--- START ---
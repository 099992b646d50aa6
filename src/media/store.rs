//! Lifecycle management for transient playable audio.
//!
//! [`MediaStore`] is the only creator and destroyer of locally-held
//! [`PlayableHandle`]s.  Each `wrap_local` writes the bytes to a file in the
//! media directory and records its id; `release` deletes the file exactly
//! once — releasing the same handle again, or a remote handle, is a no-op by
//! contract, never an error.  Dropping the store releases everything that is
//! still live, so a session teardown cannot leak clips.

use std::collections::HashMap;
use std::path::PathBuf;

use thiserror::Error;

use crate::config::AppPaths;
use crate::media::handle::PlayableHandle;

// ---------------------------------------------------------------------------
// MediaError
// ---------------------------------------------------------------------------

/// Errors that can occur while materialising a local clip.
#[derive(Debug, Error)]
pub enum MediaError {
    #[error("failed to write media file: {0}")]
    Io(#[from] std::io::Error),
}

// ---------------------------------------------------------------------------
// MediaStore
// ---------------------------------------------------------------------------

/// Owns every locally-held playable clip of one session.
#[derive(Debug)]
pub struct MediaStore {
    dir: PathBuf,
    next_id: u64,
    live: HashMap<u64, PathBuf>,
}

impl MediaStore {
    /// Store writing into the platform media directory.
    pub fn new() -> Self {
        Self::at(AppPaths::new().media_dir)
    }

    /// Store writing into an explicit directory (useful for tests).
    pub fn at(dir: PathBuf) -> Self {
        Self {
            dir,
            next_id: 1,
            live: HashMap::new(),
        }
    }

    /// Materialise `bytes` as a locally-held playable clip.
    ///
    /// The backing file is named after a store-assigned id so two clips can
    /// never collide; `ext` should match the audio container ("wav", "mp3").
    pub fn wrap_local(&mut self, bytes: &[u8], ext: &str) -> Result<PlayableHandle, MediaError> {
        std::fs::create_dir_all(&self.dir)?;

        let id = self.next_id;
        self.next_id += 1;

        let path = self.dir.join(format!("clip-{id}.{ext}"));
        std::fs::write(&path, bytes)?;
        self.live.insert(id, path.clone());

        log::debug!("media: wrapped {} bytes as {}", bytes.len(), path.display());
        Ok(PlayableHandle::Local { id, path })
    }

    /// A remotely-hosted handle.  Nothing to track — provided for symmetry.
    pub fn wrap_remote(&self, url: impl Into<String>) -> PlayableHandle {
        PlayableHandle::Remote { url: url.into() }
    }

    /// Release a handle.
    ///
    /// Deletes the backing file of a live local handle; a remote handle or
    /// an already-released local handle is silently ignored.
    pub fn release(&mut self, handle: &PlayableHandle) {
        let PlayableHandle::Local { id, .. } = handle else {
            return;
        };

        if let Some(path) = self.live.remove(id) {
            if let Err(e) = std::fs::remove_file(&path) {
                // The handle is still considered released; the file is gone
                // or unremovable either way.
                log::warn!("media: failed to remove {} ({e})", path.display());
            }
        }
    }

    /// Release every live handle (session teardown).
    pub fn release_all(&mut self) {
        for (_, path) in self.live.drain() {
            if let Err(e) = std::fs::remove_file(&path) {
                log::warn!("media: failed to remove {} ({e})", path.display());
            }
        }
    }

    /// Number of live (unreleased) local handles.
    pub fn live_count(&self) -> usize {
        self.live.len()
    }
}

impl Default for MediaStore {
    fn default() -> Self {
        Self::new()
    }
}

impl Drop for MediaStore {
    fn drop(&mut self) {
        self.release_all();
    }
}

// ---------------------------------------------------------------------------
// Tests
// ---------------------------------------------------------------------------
--- END ---
Lines above with "writing" in them are the ones to copy.

    /// Store writing into the platform media directory.
    /// Store writing into an explicit directory (useful for tests).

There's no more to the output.